_Work item_
Output the opening lines of the records exactly. End with the line that contains "pub fn len(&self)".

_Data to process_
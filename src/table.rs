//! The normalized output of the parsing core.
//!
//! A [`ChatTable`] is built once per transcript by the
//! [`ChatNormalizer`](crate::normalizer::ChatNormalizer) and is read-only
//! afterwards. Rows keep the order of the lines they came from; rejected
//! lines are dropped in place, so the table is not guaranteed to be sorted
//! by timestamp.

use std::collections::BTreeSet;

use serde::Serialize;

use crate::message::ChatMessage;

/// Ordered, immutable sequence of parsed messages.
#[derive(Debug, Clone, Default, PartialEq, Eq, Serialize)]
#[serde(transparent)]
pub struct ChatTable {
    rows: Vec<ChatMessage>,
}

impl ChatTable {
    pub(crate) fn from_rows(rows: Vec<ChatMessage>) -> Self {
        Self { rows }
    }

    /// Number of rows.
    pub fn len(&self) -> usize {
        self.rows.len()
    }

    pub fn is_empty(&self) -> bool {
        self.rows.is_empty()
    }

    /// Row at `index`, in original line order.
    pub fn get(&self, index: usize) -> Option<&ChatMessage> {
        self.rows.get(index)
    }

    pub fn iter(&self) -> std::slice::Iter<'_, ChatMessage> {
        self.rows.iter()
    }

    pub fn as_slice(&self) -> &[ChatMessage] {
        &self.rows
    }

    /// Iterates over message bodies, the input of word counts and sentiment.
    pub fn bodies(&self) -> impl Iterator<Item = &str> {
        self.rows.iter().map(|m| m.body.as_str())
    }

    /// Distinct senders in alphabetical order.
    pub fn senders(&self) -> BTreeSet<&str> {
        self.rows.iter().map(|m| m.sender.as_str()).collect()
    }

    /// Consumes the table, returning its rows.
    pub fn into_rows(self) -> Vec<ChatMessage> {
        self.rows
    }
}

impl<'a> IntoIterator for &'a ChatTable {
    type Item = &'a ChatMessage;
    type IntoIter = std::slice::Iter<'a, ChatMessage>;

    fn into_iter(self) -> Self::IntoIter {
        self.rows.iter()
    }
}

impl From<Vec<ChatMessage>> for ChatTable {
    fn from(rows: Vec<ChatMessage>) -> Self {
        Self::from_rows(rows)
    }
}

#[cfg(test)]
mod tests {
    use super::*;
    use chrono::NaiveDate;

    fn msg(day: u32, sender: &str, body: &str) -> ChatMessage {
        let ts = NaiveDate::from_ymd_opt(2024, 3, day)
            .unwrap()
            .and_hms_opt(12, 0, 0)
            .unwrap();
        ChatMessage::new(ts, sender, body)
    }

    #[test]
    fn test_preserves_row_order() {
        let table = ChatTable::from(vec![
            msg(3, "Alice", "later"),
            msg(1, "Bob", "earlier"),
        ]);
        let bodies: Vec<&str> = table.bodies().collect();
        assert_eq!(bodies, vec!["later", "earlier"]);
    }

    #[test]
    fn test_senders_are_distinct() {
        let table = ChatTable::from(vec![
            msg(1, "Bob", "a"),
            msg(1, "Alice", "b"),
            msg(2, "Bob", "c"),
        ]);
        let senders: Vec<&str> = table.senders().into_iter().collect();
        assert_eq!(senders, vec!["Alice", "Bob"]);
    }

    #[test]
    fn test_empty_table() {
        let table = ChatTable::default();
        assert!(table.is_empty());
        assert_eq!(table.len(), 0);
        assert!(table.get(0).is_none());
    }

    #[test]
    fn test_serializes_as_array() {
        let table = ChatTable::from(vec![msg(1, "Alice", "hi")]);
        let json = serde_json::to_value(&table).unwrap();
        assert!(json.is_array());
        assert_eq!(json[0]["sender"], "Alice");
    }
}
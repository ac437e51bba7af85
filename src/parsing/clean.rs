//! Message body cleaning.

use regex::Regex;

const URL_PATTERN: &str = r"http\S+|www\S+|https\S+";

// Word characters, whitespace and the U+1F300..U+1F9FF pictograph block
// survive; everything else (punctuation, symbols, other emoji) is dropped.
const DISALLOWED_PATTERN: &str = r"[^\w\s\x{1F300}-\x{1F9FF}]";

/// Strips links, punctuation and redundant whitespace from message text.
///
/// # Example
///
/// ```
/// use chatlens::parsing::MessageCleaner;
///
/// let cleaner = MessageCleaner::new();
/// assert_eq!(cleaner.clean("Check http://x.com now 😀"), "Check now 😀");
/// assert_eq!(cleaner.clean("  Wait... what?!  "), "Wait what");
/// ```
#[derive(Debug, Clone)]
pub struct MessageCleaner {
    url: Regex,
    disallowed: Regex,
}

impl MessageCleaner {
    pub fn new() -> Self {
        Self {
            url: Regex::new(URL_PATTERN).expect("url pattern compiles"),
            disallowed: Regex::new(DISALLOWED_PATTERN).expect("character filter compiles"),
        }
    }

    /// Returns the cleaned form of `message`.
    pub fn clean(&self, message: &str) -> String {
        let without_urls = self.url.replace_all(message, "");
        let filtered = self.disallowed.replace_all(&without_urls, "");

        filtered.split_whitespace().collect::<Vec<_>>().join(" ")
    }
}

impl Default for MessageCleaner {
    fn default() -> Self {
        Self::new()
    }
}
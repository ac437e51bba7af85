//! Configuration types for parsing and sentiment classification.
//!
//! Both structs are plain serde-friendly values with builder methods, so they
//! can be constructed in code or loaded from any serde format.
//!
//! # Example
//!
//! ```rust
//! use chatlens::config::ParserConfig;
//! use chatlens::parser::LineParser;
//!
//! let config = ParserConfig::new()
//!     .with_media_marker("<Medien weggelassen>");
//!
//! let parser = LineParser::with_config(config)?;
//! # Ok::<(), chatlens::ChatlensError>(())
//! ```

use serde::{Deserialize, Serialize};

use crate::error::ChatlensError;

/// Default chrono format used for the combined date and time string.
pub const DEFAULT_DATETIME_FORMAT: &str = "%d/%m/%Y %H:%M";

/// Placeholder WhatsApp writes in place of attachments.
pub const DEFAULT_MEDIA_MARKER: &str = "<Media omitted>";

/// Configuration for the line parser.
///
/// The date format is fixed to day/month/year with a 24-hour clock unless
/// overridden here; there is no locale detection and no fallback format.
#[derive(Debug, Clone, PartialEq, Eq, Serialize, Deserialize)]
#[serde(default)]
pub struct ParserConfig {
    /// chrono format applied to `"{day}/{month}/{year} {hour}:{minute}"`
    /// (default: `%d/%m/%Y %H:%M`)
    pub datetime_format: String,

    /// Lines whose message contains this text are dropped (default: `<Media omitted>`)
    pub media_marker: String,

    /// Prefix turning a two-digit year into four digits (default: `20`)
    pub century_prefix: String,
}

impl Default for ParserConfig {
    fn default() -> Self {
        Self {
            datetime_format: DEFAULT_DATETIME_FORMAT.to_string(),
            media_marker: DEFAULT_MEDIA_MARKER.to_string(),
            century_prefix: "20".to_string(),
        }
    }
}

impl ParserConfig {
    /// Creates a new configuration with default values.
    pub fn new() -> Self {
        Self::default()
    }

    /// Sets the combined date/time format.
    #[must_use]
    pub fn with_datetime_format(mut self, format: impl Into<String>) -> Self {
        self.datetime_format = format.into();
        self
    }

    /// Sets the media placeholder text.
    #[must_use]
    pub fn with_media_marker(mut self, marker: impl Into<String>) -> Self {
        self.media_marker = marker.into();
        self
    }

    /// Sets the two-digit century prefix.
    #[must_use]
    pub fn with_century_prefix(mut self, prefix: impl Into<String>) -> Self {
        self.century_prefix = prefix.into();
        self
    }

    /// Checks that every field is usable.
    ///
    /// An empty media marker would match every message, so it is refused.
    pub fn validate(&self) -> Result<(), ChatlensError> {
        if self.datetime_format.trim().is_empty() {
            return Err(ChatlensError::invalid_config(
                "datetime_format",
                "must not be empty",
            ));
        }
        if self.media_marker.is_empty() {
            return Err(ChatlensError::invalid_config(
                "media_marker",
                "must not be empty",
            ));
        }
        if self.century_prefix.len() != 2 || !self.century_prefix.bytes().all(|b| b.is_ascii_digit())
        {
            return Err(ChatlensError::invalid_config(
                "century_prefix",
                format!("expected two digits, got '{}'", self.century_prefix),
            ));
        }
        Ok(())
    }
}

/// Thresholds converting a polarity score into a sentiment category.
///
/// Scores strictly above `positive_threshold` are positive, strictly below
/// `negative_threshold` negative, everything else neutral.
#[derive(Debug, Clone, Copy, PartialEq, Serialize, Deserialize)]
#[serde(default)]
pub struct SentimentConfig {
    /// Lower bound (exclusive) for positive messages (default: 0.1)
    pub positive_threshold: f64,

    /// Upper bound (exclusive) for negative messages (default: -0.1)
    pub negative_threshold: f64,
}

impl Default for SentimentConfig {
    fn default() -> Self {
        Self {
            positive_threshold: 0.1,
            negative_threshold: -0.1,
        }
    }
}

impl SentimentConfig {
    /// Creates a new configuration with default values.
    pub fn new() -> Self {
        Self::default()
    }

    /// Sets the positive threshold.
    #[must_use]
    pub fn with_positive_threshold(mut self, threshold: f64) -> Self {
        self.positive_threshold = threshold;
        self
    }

    /// Sets the negative threshold.
    #[must_use]
    pub fn with_negative_threshold(mut self, threshold: f64) -> Self {
        self.negative_threshold = threshold;
        self
    }

    /// Checks that both thresholds are finite and ordered.
    pub fn validate(&self) -> Result<(), ChatlensError> {
        if !self.positive_threshold.is_finite() || !self.negative_threshold.is_finite() {
            return Err(ChatlensError::invalid_config(
                "thresholds",
                "must be finite numbers",
            ));
        }
        if self.negative_threshold > self.positive_threshold {
            return Err(ChatlensError::invalid_config(
                "negative_threshold",
                format!(
                    "{} is above the positive threshold {}",
                    self.negative_threshold, self.positive_threshold
                ),
            ));
        }
        Ok(())
    }
}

_Response_
filename src/table.rs
//! The normalized output of the parsing core.
//!
//! A [`ChatTable`] is built once per transcript by the
//! [`ChatNormalizer`](crate::normalizer::ChatNormalizer) and is read-only
//! afterwards. Rows keep the order of the lines they came from; rejected
//! lines are dropped in place, so the table is not guaranteed to be sorted
//! by timestamp.

use std::collections::BTreeSet;

use serde::Serialize;

use crate::message::ChatMessage;

/// Ordered, immutable sequence of parsed messages.
#[derive(Debug, Clone, Default, PartialEq, Eq, Serialize)]
#[serde(transparent)]
pub struct ChatTable {
    rows: Vec<ChatMessage>,
}

impl ChatTable {
    pub(crate) fn from_rows(rows: Vec<ChatMessage>) -> Self {
        Self { rows }
    }

    /// Number of rows.
    pub fn len(&self) -> usize {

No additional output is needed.